General characteristics
- Type: Inland steamship
- Tonnage: Before rebuild gross tonnage 650 tons, net tonnage 590 tons. After rebuild gross tonnage 1017 tons, net tonnage 826 tons.
- Length: 230 ft (70.1 m); after reconstruction: 234 ft (71.3 m)
- Beam: 35 ft (10.7 m)
- Depth: 10.5 ft (3.2 m) depth of hold
- Decks: three (freight, passenger, boat)
- Installed power: steam engine
- Propulsion: sidewheels

= T. J. Potter =

19th century American paddle steamer

The T.J. Potter was a paddle steamer that operated in the Northwestern United States. The boat was launched in 1888. Her upper cabins came from the steamboat Wide West. This required some modification, because the T.J. Potter was a side-wheeler, whereas the Wide West had been a stern-wheeler. The boat's first owner was the Oregon Railway and Navigation Company. The T. J. Potter was one of the few side-wheeler boats that operated on the Columbia River.

==Design and construction==
The T.J. Potter, commonly referred to as the Potter, was named after first the vice president of the Union Pacific Railroad's operations in the west. She was built entirely of wood by the Oregon Railway and Navigation Company, owned by John F. Steffan. She was built for the Oregon Railway and Navigation Company. She was launched at Portland, Oregon in 1888. She was propelled by two non-condensing steam engines, with 32" cylinders, each with an eight-foot stroke, and generating (together or singly is not certain) 1,700 horsepower. Her single boiler and firebox were built in 1887 by the Pusey & Jones Company, of Wilmington, Delaware. The boiler was 32 ft long with a diameter of 84 in. Her gross tonnage was 659 and her net tonnage was 589. As built, the Potter was 230 ft long, with a beam of 35 ft, and depth of hold of 101/2 feet. Her U.S. registry number was 145489.

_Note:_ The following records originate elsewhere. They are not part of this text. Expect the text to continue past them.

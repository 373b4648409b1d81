use indexmap::IndexMap;
use serde::{Deserialize, Serialize};

/// Narratives with fewer members than this are excluded from summarization.
pub const MIN_NARRATIVE_ARTICLES: usize = 2;

pub const EXCLUDED_REASON: &str = "Less than 2 articles in the narrative.";

#[derive(Debug, Clone, PartialEq, Eq, Serialize, Deserialize)]
pub struct Article {
    pub title: String,
    pub url: String,
    pub source: String,
    #[serde(default, skip_serializing_if = "Option::is_none")]
    pub content: Option<String>,
}

impl Article {
    pub fn new(title: impl Into<String>, url: impl Into<String>, source: impl Into<String>) -> Self {
        Self {
            title: title.into(),
            url: url.into(),
            source: source.into(),
            content: None,
        }
    }

    /// Two articles with the same identity are the same story.
    pub fn identity(&self) -> (&str, &str) {
        (&self.title, &self.url)
    }
}

#[derive(Debug, Clone, Default, PartialEq, Eq, Serialize, Deserialize)]
pub struct Narrative {
    pub articles: Vec<Article>,
    #[serde(default, skip_serializing_if = "Option::is_none")]
    pub summary: Option<String>,
    #[serde(default, skip_serializing_if = "Option::is_none")]
    pub reason: Option<String>,
}

impl Narrative {
    pub fn new(articles: Vec<Article>) -> Self {
        Self {
            articles,
            summary: None,
            reason: None,
        }
    }

    pub fn is_valid(&self) -> bool {
        self.articles.len() >= MIN_NARRATIVE_ARTICLES
    }

    /// A narrative is done once it carries a non-blank summary.
    pub fn is_done(&self) -> bool {
        self.summary.as_deref().is_some_and(|s| !s.trim().is_empty())
    }
}

/// Category name to narrative, in cluster formation order.
pub type NarrativeMap = IndexMap<String, Narrative>;

#[derive(Debug, Clone, Default, PartialEq, Eq, Serialize, Deserialize)]
#[serde(rename_all = "camelCase")]
pub struct NarrativeSet {
    #[serde(default)]
    pub valid_narratives: NarrativeMap,
    #[serde(default)]
    pub excluded_narratives: NarrativeMap,
}

/// The persisted summarization progress. Same shape as a [`NarrativeSet`];
/// valid entries gain a `summary` as batches complete.
pub type SummaryState = NarrativeSet;

impl NarrativeSet {
    pub fn is_done(&self, category: &str) -> bool {
        self.valid_narratives
            .get(category)
            .is_some_and(Narrative::is_done)
    }

    /// Valid categories of `self` that have no finished summary in `state`.
    pub fn outstanding(&self, state: &SummaryState) -> NarrativeMap {
        self.valid_narratives
            .iter()
            .filter(|(category, _)| !state.is_done(category))
            .map(|(category, narrative)| (category.clone(), narrative.clone()))
            .collect()
    }

    pub fn article_count(&self) -> usize {
        self.valid_narratives
            .values()
            .chain(self.excluded_narratives.values())
            .map(|n| n.articles.len())
            .sum()
    }
}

Construction of the Potter was supervised by Capt. James William Troup, one of the most famous steamboat captains in the West, as well as the owner of the Oregon Railway and Navigation Company, the builders of the T. J. Potter. On May 26, 1888, the same year the Potter was built, Captain Troup had brought the sternwheeler Hassalo over a six-mile (10 km) stretch of rapids called the Cascades of the Columbia during low water, reaching speeds of 50 mi an hour in the process.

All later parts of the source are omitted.